Food In Your Teeth
Perhaps you’ve sensed that before my life as “stay-at-home Dog mom” and owner of my company, I spent most of my career in corporate America. We’ve all experienced this during our working lifetime…that one monumental moment that initially humiliates you and then subsequently haunts you for the rest of your life.
At my last position, I worked for an abusive, power-mongering, workaholic at a very large company (see my earlier posts about not fitting in). This woman had it out for me the minute she joined our department. Once, she flat out told me, “you don’t act like an executive…” What did that MEAN!? I spent months trying to learn exactly how an executive acts.
Toward the end my tenure at this company, she filed a full blown performance complaint to Human Resources. It was based on not on actual transgressions, but generalized things she didn’t like, such as not managing meetings well (forgot the bagels one day) or not knowing how to yell at the legal department, so out of order, right?
The HR complaint set into motion 2 weeks of agony to try to remedy the situation…according to her, I had one month to “improve” or I could be let go. That in and of itself was mortifying, I’d never been reported to HR for my performance, and I didn’t really understand that once a Sr. person does something like this in a large company, you have absolutely no recourse.

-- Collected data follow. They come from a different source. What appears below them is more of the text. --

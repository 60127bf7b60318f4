//! Three-pass interactive transaction construction.
//!
//! 1. **Sender round 1** — select inputs, compute fee and change, contribute
//!    the sender's public blind excess and nonce.
//! 2. **Receiver** — append the receiving output and a partial signature
//!    over the shared nonce and key sums.
//! 3. **Sender round 2** — verify the receiver's partial, add the sender's,
//!    aggregate into the kernel signature, and assemble the final
//!    transaction.
//!
//! Every partial signature is verified before aggregation, and the
//! finalized transaction revalidates completely before leaving the wallet.

use super::slate::{ParticipantData, Slate};
use super::{OwnedOutput, WalletError};
use crate::consensus;
use crate::core::transaction::{
    Input, Output, OutputFeatures, Transaction, TransactionBody, TxKernel,
};
use crate::crypto::commitment::{add_blinding_factors, commit, BlindingFactor, Commitment};
use crate::crypto::keys::{Keychain, PublicKey, SecretKey};
use crate::crypto::rangeproof::{self, PROOF_MESSAGE_LEN};
use crate::crypto::schnorr;

/// Input selection strategies.
#[derive(Clone, Copy, Debug, PartialEq, Eq)]
pub enum SelectionStrategy {
    /// Spend the smallest outputs first, minimizing UTXO dust.
    SmallestFirst,
    /// Spend everything, consolidating the wallet.
    All,
}

/// The sender's secret state between round 1 and finalization.
pub struct SenderContext {
    pub sec_key: SecretKey,
    pub sec_nonce: SecretKey,
    /// Key indices of the inputs locked by this slate.
    pub locked_inputs: Vec<u32>,
    /// Key index of the change output, if any.
    pub change_index: Option<u32>,
}

/// Fee for a transaction shape under the relay policy.
pub fn estimate_fee(n_inputs: u64, n_outputs: u64) -> u64 {
    consensus::min_relay_fee(consensus::body_weight(n_inputs, n_outputs, 1))
}

/// Pick inputs covering `amount` plus the fee implied by the pick.
///
/// Returns the chosen outputs and the fee. The fee grows with each added
/// input, so selection iterates until the pick covers itself.
pub fn select_coins(
    spendable: &[OwnedOutput],
    amount: u64,
    strategy: SelectionStrategy,
    explicit_fee: Option<u64>,
) -> Result<(Vec<OwnedOutput>, u64), WalletError> {
    let mut candidates = spendable.to_vec();
    candidates.sort_by_key(|o| o.value);

    let available: u64 = candidates.iter().map(|o| o.value).sum();
    let fee_for = |n_inputs: u64| explicit_fee.unwrap_or_else(|| estimate_fee(n_inputs, 2));

    let picked: Vec<OwnedOutput> = match strategy {
        SelectionStrategy::All => candidates,
        SelectionStrategy::SmallestFirst => {
            let mut picked = vec![];
            let mut total = 0u64;
            for output in candidates {
                total += output.value;
                picked.push(output);
                if total >= amount.saturating_add(fee_for(picked.len() as u64)) {
                    break;
                }
            }
            picked
        }
    };

    let total: u64 = picked.iter().map(|o| o.value).sum();
    let fee = fee_for(picked.len() as u64);
    let needed = amount.saturating_add(fee);
    if total < needed {
        return Err(WalletError::InsufficientFunds {
            available,
            needed,
        });
    }
    Ok((picked, fee))
}

/// Sender round 1: build the initial slate and the sender's secret context.
pub fn sender_round_1(
    keychain: &Keychain,
    spendable: &[OwnedOutput],
    amount: u64,
    strategy: SelectionStrategy,
    explicit_fee: Option<u64>,
    height: u64,
    lock_height: u64,
    change_key_index: u32,
) -> Result<(Slate, SenderContext), WalletError> {
    let (picked, fee) = select_coins(spendable, amount, strategy, explicit_fee)?;
    let total: u64 = picked.iter().map(|o| o.value).sum();
    let change_value = total - amount - fee;

    let inputs: Vec<Input> = picked
        .iter()
        .map(|o| Input {
            features: OutputFeatures::Plain,
            commitment: o.commitment,
        })
        .collect();
    let input_blinds: Vec<BlindingFactor> = picked
        .iter()
        .map(|o| keychain.derive_blinding(o.key_index))
        .collect();

    let mut outputs = vec![];
    let mut change_blinds = vec![];
    let mut change_index = None;
    if change_value > 0 {
        let blind = keychain.derive_blinding(change_key_index);
        outputs.push(build_output_for(
            keychain,
            change_value,
            &blind,
            change_key_index,
        )?);
        change_blinds.push(blind);
        change_index = Some(change_key_index);
    }

    // Split a random offset out of the sender's excess so the kernel alone
    // links to nothing.
    let offset = BlindingFactor::random();
    let sender_excess = add_blinding_factors(
        &change_blinds,
        &input_blinds
            .iter()
            .cloned()
            .chain(std::iter::once(offset.clone()))
            .collect::<Vec<_>>(),
    );
    let sec_key = SecretKey::from(&sender_excess);
    let sec_nonce = SecretKey::random();

    let body = TransactionBody::new(inputs, outputs, vec![])?;
    let tx = Transaction::new(offset, body);
    let mut slate = Slate::new(amount, fee, height, lock_height, tx);
    slate.add_participant(ParticipantData {
        id: 0,
        public_blind_excess: PublicKey::from_secret(&sec_key),
        public_nonce: PublicKey::from_secret(&sec_nonce),
        part_sig: None,
        message: None,
        message_sig: None,
    })?;

    Ok((
        slate,
        SenderContext {
            sec_key,
            sec_nonce,
            locked_inputs: picked.iter().map(|o| o.key_index).collect(),
            change_index,
        },
    ))
}

/// Receiver round: append the receiving output and a partial signature.
///
/// Returns the receiver's new output so the wallet can track it.
pub fn receive(
    keychain: &Keychain,
    slate: &mut Slate,
    output_key_index: u32,
) -> Result<OwnedOutput, WalletError> {
    if slate.version > super::slate::SLATE_VERSION {
        return Err(WalletError::SlateVersionMismatch {
            max: super::slate::SLATE_VERSION,
            got: slate.version,
        });
    }
    // Round 1 must have produced exactly the sender entry.
    slate.participant(0)?;

    let blind = keychain.derive_blinding(output_key_index);
    let output = build_output_for(keychain, slate.amount, &blind, output_key_index)?;
    let owned = OwnedOutput {
        key_index: output_key_index,
        value: slate.amount,
        commitment: output.commitment,
    };

    let mut outputs = slate.tx.body.outputs.clone();
    outputs.push(output);
    let body = TransactionBody::new(
        slate.tx.body.inputs.clone(),
        outputs,
        slate.tx.body.kernels.clone(),
    )?;
    slate.tx = Transaction::new(slate.tx.offset.clone(), body);

    let sec_key = SecretKey::from(&blind);
    let sec_nonce = SecretKey::random();
    slate.add_participant(ParticipantData {
        id: 1,
        public_blind_excess: PublicKey::from_secret(&sec_key),
        public_nonce: PublicKey::from_secret(&sec_nonce),
        part_sig: None,
        message: None,
        message_sig: None,
    })?;

    let nonce_sum = slate.public_nonce_sum()?;
    let blind_sum = slate.public_blind_sum()?;
    let msg = slate.kernel_msg();
    let part_sig = schnorr::sign_partial(&sec_key, &sec_nonce, &nonce_sum, &blind_sum, &msg);
    slate
        .participants
        .iter_mut()
        .find(|p| p.id == 1)
        .expect("participant just added")
        .part_sig = Some(part_sig);

    Ok(owned)
}

/// Sender round 2: verify the receiver's partial, contribute the sender's,
/// aggregate the kernel signature, and build the final transaction.
pub fn finalize(slate: &mut Slate, ctx: &SenderContext) -> Result<Transaction, WalletError> {
    let nonce_sum = slate.public_nonce_sum()?;
    let blind_sum = slate.public_blind_sum()?;
    let msg = slate.kernel_msg();

    // Every partial present so far must verify against its contributor.
    for participant in &slate.participants {
        if let Some(part_sig) = &participant.part_sig {
            schnorr::verify_partial(
                part_sig,
                &participant.public_nonce,
                &participant.public_blind_excess,
                &nonce_sum,
                &blind_sum,
                &msg,
            )
            .map_err(|_| WalletError::PartialSignatureInvalid)?;
        }
    }
    slate
        .participant(1)?
        .part_sig
        .as_ref()
        .ok_or(WalletError::PartialSignatureInvalid)?;

    let sender_partial =
        schnorr::sign_partial(&ctx.sec_key, &ctx.sec_nonce, &nonce_sum, &blind_sum, &msg);
    let mut partials = vec![sender_partial];
    for participant in &slate.participants {
        if let Some(sig) = &participant.part_sig {
            partials.push(*sig);
        }
    }
    let excess_sig =
        schnorr::aggregate(&partials, &nonce_sum).map_err(|_| WalletError::KernelSignatureInvalid)?;

    // The aggregate must verify under the summed public excesses before we
    // ever emit a kernel.
    let excess = Commitment::from_bytes(*blind_sum.as_bytes());
    schnorr::verify(&excess_sig, &blind_sum, &msg)
        .map_err(|_| WalletError::KernelSignatureInvalid)?;

    let kernel = TxKernel {
        features: slate.kernel_features(),
        fee: slate.fee,
        lock_height: slate.lock_height,
        excess,
        excess_sig,
    };
    let body = TransactionBody::new(
        slate.tx.body.inputs.clone(),
        slate.tx.body.outputs.clone(),
        vec![kernel],
    )?;
    let tx = Transaction::new(slate.tx.offset.clone(), body);
    tx.validate()?;
    slate.tx = tx.clone();
    Ok(tx)
}

fn build_output_for(
    keychain: &Keychain,
    value: u64,
    blind: &BlindingFactor,
    key_index: u32,
) -> Result<Output, WalletError> {
    let commitment = commit(value, blind);
    let nonce = keychain.rewind_nonce(commitment.as_bytes());
    // Stash the derivation index in the proof message so restore can
    // rebuild the keychain path.
    let mut message = [0u8; PROOF_MESSAGE_LEN];
    message[..4].copy_from_slice(&key_index.to_be_bytes());
    let proof = rangeproof::prove(value, blind, &nonce, &message)?;
    Ok(Output {
        features: OutputFeatures::Plain,
        commitment,
        proof,
    })
}

/// Keep only outputs the node confirms as currently unspent, with their
/// recorded values intact. Run before coin selection so a slate never locks
/// funds the chain no longer recognizes.
pub fn confirm_outputs(
    node: &dyn super::NodeClient,
    outputs: &[OwnedOutput],
) -> Result<Vec<OwnedOutput>, WalletError> {
    let mut confirmed = vec![];
    for output in outputs {
        if node.get_unspent(&output.commitment)?.is_some() {
            confirmed.push(output.clone());
        }
    }
    Ok(confirmed)
}

/// Scan outputs for ones owned by this keychain by attempting rewinds.
/// Used by wallet restore.
pub fn recognize_output(
    keychain: &Keychain,
    output: &Output,
) -> Option<OwnedOutput> {
    let nonce = keychain.rewind_nonce(output.commitment.as_bytes());
    let rewound = rangeproof::rewind(&output.commitment, &output.proof, &nonce)?;
    let key_index = u32::from_be_bytes(rewound.message[..4].try_into().ok()?);
    Some(OwnedOutput {
        key_index,
        value: rewound.value,
        commitment: output.commitment,
    })
}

So I decided to resign. On the day that I packed up all of my teeny belongings, she told me not to leave the building just yet, there was one last meeting. When I entered the room, all of my colleagues yelled “SURPRISE”. This moron, who had made my life a living hell was giving me a good bye cake, with a signed card no less. That meant that some poor assistant had to give up her lunch and organize this fiasco.
I wanted to crawl into the earth and cry…I was so embarrassed. I left the building, walked up town and had many cocktails that evening. For the next several months I did nothing but beat up on myself, obsessing over what had happened and why.
To this day, even with The Pet Set up and running, those memories still hurt…not because of my boss’s actions, but because I was too incompetent to avoid the situation in the first place…now THAT’S humiliating: allowing someone else to define who I am and then obsessing.















What a horrible person that woman must have been. Why is it that so many people in positions of power have so little self-awareness or even a sense of propriety? I am shocked, shocked, shocked.
Hi Kate,
You want to know what is sooo funny about your response, she once told me that she thought that someone with such “self awareness” should not have been surprised by the performance report. Isn’t that great?